### Your assignment
Beginning at the top of the material, repeat each line exactly, and stop once the line with "except the event" has been written.

### Exercise materials
-*-*-

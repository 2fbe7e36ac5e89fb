//! # Stage Executor
//!
//! Drives one target's pipeline through its waves.
//!
//! For each wave, in order:
//! 1. Stop with `Cancelled` if the target was cancelled.
//! 2. Park on the gate evaluator until every gate of the wave is open.
//! 3. Apply all of the wave's resource groups concurrently.
//! 4. Halt with `Failed` on the first failing group (in wave order); the
//!    remaining waves never start.
//!
//! A failed apply is reconciled with `describe` before it counts: a group
//! that reports `Converged` is treated as applied, otherwise the apply is
//! retried with capped exponential backoff up to `max_apply_attempts`.
//!
//! Pipelines for different targets share nothing mutable except the event
//! publisher, so one target's failure never blocks another target.

use futures::future::join_all;
use parking_lot::Mutex;
use std::sync::Arc;
use tracing::{debug, error, info, instrument, warn};

use crate::config::ExecutionConfig;
use crate::logging::log_rollout_operation;
use crate::models::ResourceGroup;
use crate::orchestration::event_publisher::EventPublisher;
use crate::orchestration::gate_evaluator::GateEvaluator;
use crate::orchestration::output_wiring::OutputWiring;
use crate::orchestration::types::{
    RolloutEvent, TargetOutcome, TargetPlan, TargetReport, TargetStatus, Wave,
};
use crate::registry::{ApplyRequest, GroupOutputs, GroupState, ProviderRegistry};
use crate::state_machine::{StateMachineResult, TargetEvent, TargetState, TargetStateMachine};
use crate::utils::CancellationSignal;

#[derive(Debug)]
struct TrackerState {
    machine: TargetStateMachine,
    current_wave: Option<String>,
    pending_gates: Vec<String>,
    applied_groups: Vec<String>,
}

/// Live, shareable view of one pipeline for status queries
#[derive(Debug)]
pub struct PipelineTracker {
    inner: Mutex<TrackerState>,
}

impl PipelineTracker {
    pub fn new(target_id: impl Into<String>) -> Self {
        Self {
            inner: Mutex::new(TrackerState {
                machine: TargetStateMachine::new(target_id),
                current_wave: None,
                pending_gates: Vec::new(),
                applied_groups: Vec::new(),
            }),
        }
    }

    pub fn state(&self) -> TargetState {
        self.inner.lock().machine.current_state()
    }

    pub fn transition(&self, event: TargetEvent) -> StateMachineResult<TargetState> {
        let mut inner = self.inner.lock();
        let state = inner.machine.transition(event)?;
        if state != TargetState::AwaitingApproval {
            inner.pending_gates.clear();
        }
        Ok(state)
    }

    fn enter_wave(&self, wave: &Wave) {
        self.inner.lock().current_wave = Some(wave.name().to_string());
    }

    fn block_on(&self, gates: Vec<String>) {
        self.inner.lock().pending_gates = gates;
    }

    fn record_applied(&self, group_id: &str) {
        self.inner.lock().applied_groups.push(group_id.to_string());
    }

    pub fn snapshot(&self) -> TargetStatus {
        let inner = self.inner.lock();
        TargetStatus {
            target_id: inner.machine.target_id().to_string(),
            state: inner.machine.current_state(),
            current_wave: inner.current_wave.clone(),
            pending_gates: inner.pending_gates.clone(),
            applied_groups: inner.applied_groups.clone(),
        }
    }
}

/// Successful group apply
#[derive(Debug, Clone)]
struct GroupApplied {
    outputs: GroupOutputs,
    attempts: u32,
}

#[derive(Debug, Clone)]
pub struct StageExecutor {
    registry: ProviderRegistry,
    execution: ExecutionConfig,
    events: EventPublisher,
}

impl StageExecutor {
    pub fn new(registry: ProviderRegistry, execution: ExecutionConfig, events: EventPublisher) -> Self {
        Self {
            registry,
            execution,
            events,
        }
    }

    /// Run every wave of the plan and report how the pipeline ended
    #[instrument(skip_all, fields(target_id = %plan.target_id(), revision = %revision))]
    pub async fn run(
        &self,
        plan: &TargetPlan,
        revision: &str,
        gates: &GateEvaluator,
        cancel: &CancellationSignal,
        tracker: &PipelineTracker,
    ) -> TargetReport {
        let target_id = plan.target_id();
        let mut wiring = OutputWiring::new();
        let mut applied_groups = Vec::new();

        info!(mode = ?plan.mode, waves = plan.waves.len(), "🚀 Target pipeline starting");

        let mut outcome = TargetOutcome::Succeeded {
            waves_applied: plan.waves.len(),
        };

        for wave in &plan.waves {
            tracker.enter_wave(wave);

            if cancel.is_cancelled() {
                outcome = TargetOutcome::Cancelled {
                    wave: Some(wave.name().to_string()),
                };
                break;
            }

            if !gates.can_proceed(wave) {
                let pending = gates.pending_gates(wave);
                tracker.block_on(pending.clone());
                self.advance(tracker, TargetEvent::BlockOnGates(pending.clone()));

                info!(wave = wave.name(), gates = ?pending, "⏸️ Wave blocked on approval");
                self.events.publish(RolloutEvent::GateBlocked {
                    target_id: target_id.clone(),
                    wave: wave.name().to_string(),
                    gates: pending,
                });

                if gates.wait_until_open(wave, cancel).await.is_err() {
                    outcome = TargetOutcome::Cancelled {
                        wave: Some(wave.name().to_string()),
                    };
                    break;
                }
            }

            self.advance(tracker, TargetEvent::BeginWave(wave.name().to_string()));
            self.events.publish(RolloutEvent::WaveStarted {
                target_id: target_id.clone(),
                wave: wave.name().to_string(),
                index: wave.index,
            });

            if let Err((group, reason)) = self
                .apply_wave(plan, wave, revision, &mut wiring, tracker, &mut applied_groups)
                .await
            {
                self.advance(tracker, TargetEvent::fail_with_error(reason.clone()));
                outcome = TargetOutcome::Failed {
                    wave: wave.name().to_string(),
                    group,
                    reason,
                };
                break;
            }

            self.events.publish(RolloutEvent::WaveCompleted {
                target_id: target_id.clone(),
                wave: wave.name().to_string(),
            });
        }

        match &outcome {
            TargetOutcome::Succeeded { .. } => {
                self.advance(tracker, TargetEvent::Complete);
                info!("✅ Target pipeline succeeded");
            }
            TargetOutcome::Cancelled { wave } => {
                self.advance(tracker, TargetEvent::Cancel);
                warn!(wave = ?wave, "🛑 Target pipeline cancelled");
            }
            TargetOutcome::Failed { wave, group, reason } => {
                error!(wave = %wave, group = %group, reason = %reason, "❌ Target pipeline failed");
            }
        }

        self.events.publish(RolloutEvent::TargetFinished {
            target_id: target_id.clone(),
            state: outcome.final_state(),
        });

        TargetReport {
            target_id,
            outcome,
            applied_groups,
            outputs: wiring.values().clone(),
        }
    }

    /// Apply all groups of a wave concurrently; `Err` names the first failed group
    async fn apply_wave(
        &self,
        plan: &TargetPlan,
        wave: &Wave,
        revision: &str,
        wiring: &mut OutputWiring,
        tracker: &PipelineTracker,
        applied_groups: &mut Vec<String>,
    ) -> Result<(), (String, String)> {
        let target_id = plan.target_id();

        let applies = wave.groups.iter().map(|group| {
            let inputs = wiring.inputs_for(&target_id, group);
            async move {
                let inputs = inputs.map_err(|e| e.to_string())?;
                let request = ApplyRequest {
                    group: group.clone(),
                    target: plan.target.clone(),
                    revision: revision.to_string(),
                    inputs,
                };
                self.apply_group(request).await
            }
        });
        let results = join_all(applies).await;

        let mut first_failure = None;
        for (group, result) in wave.groups.iter().zip(results) {
            match result {
                Ok(applied) => {
                    wiring.record(group, &applied.outputs);
                    tracker.record_applied(&group.id);
                    applied_groups.push(group.id.clone());
                    self.events.publish(RolloutEvent::GroupApplied {
                        target_id: target_id.clone(),
                        wave: wave.name().to_string(),
                        group: group.id.clone(),
                        attempts: applied.attempts,
                    });
                }
                Err(reason) => {
                    log_rollout_operation(
                        "apply_group",
                        &target_id,
                        Some(wave.name()),
                        Some(&group.id),
                        "failed",
                        Some(&reason),
                    );
                    self.events.publish(RolloutEvent::GroupFailed {
                        target_id: target_id.clone(),
                        wave: wave.name().to_string(),
                        group: group.id.clone(),
                        reason: reason.clone(),
                    });
                    if first_failure.is_none() {
                        first_failure = Some((group.id.clone(), reason));
                    }
                }
            }
        }

        match first_failure {
            Some(failure) => Err(failure),
            None => Ok(()),
        }
    }

    async fn apply_group(&self, request: ApplyRequest) -> Result<GroupApplied, String> {
        let provider = self
            .registry
            .resolve(&request.group.id)
            .map_err(|e| e.to_string())?;
        let max_attempts = self.execution.max_apply_attempts.max(1);
        let mut attempt = 1;

        loop {
            debug!(
                group = %request.group.id,
                provider = provider.provider_name(),
                attempt = attempt,
                "Applying resource group"
            );

            let failure = match provider.apply(&request).await {
                Ok(outputs) => return Self::check_outputs(&request.group, outputs, attempt),
                Err(apply_error) => apply_error.message,
            };

            // The apply may have converged before reporting an error
            match provider.describe(&request.group, &request.target).await {
                GroupState::Converged(outputs) => {
                    info!(
                        group = %request.group.id,
                        error = %failure,
                        "🔁 Apply reported an error but the group converged"
                    );
                    return Self::check_outputs(&request.group, outputs, attempt);
                }
                state => {
                    warn!(
                        group = %request.group.id,
                        attempt = attempt,
                        max_attempts = max_attempts,
                        observed = ?state,
                        error = %failure,
                        "⚠️ Resource group apply failed"
                    );
                }
            }

            if attempt >= max_attempts {
                return Err(failure);
            }

            tokio::time::sleep(self.execution.backoff_for(attempt)).await;
            attempt += 1;
        }
    }

    fn check_outputs(
        group: &ResourceGroup,
        outputs: GroupOutputs,
        attempts: u32,
    ) -> Result<GroupApplied, String> {
        let missing = OutputWiring::missing_outputs(group, &outputs);
        if missing.is_empty() {
            Ok(GroupApplied { outputs, attempts })
        } else {
            Err(format!("missing declared outputs: {}", missing.join(", ")))
        }
    }

    fn advance(&self, tracker: &PipelineTracker, event: TargetEvent) {
        if let Err(e) = tracker.transition(event) {
            warn!(error = %e, "Ignoring invalid target state transition");
        }
    }
}

/// Shared handle type used by the coordinator
pub type SharedTracker = Arc<PipelineTracker>;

-*-*-

### Exercise answer
repository 2fbe7e36ac5e89fb
//! # Stage Executor
//!
//! Drives one target's pipeline through its waves.
//!
//! For each wave, in order:
//! 1. Stop with `Cancelled` if the target was cancelled.
//! 2. Park on the gate evaluator until every gate of the wave is open.
//! 3. Apply all of the wave's resource groups concurrently.
//! 4. Halt with `Failed` on the first failing group (in wave order); the
//!    remaining waves never start.
//!
//! A failed apply is reconciled with `describe` before it counts: a group
//! that reports `Converged` is treated as applied, otherwise the apply is
//! retried with capped exponential backoff up to `max_apply_attempts`.
//!
//! Pipelines for different targets share nothing mutable except the event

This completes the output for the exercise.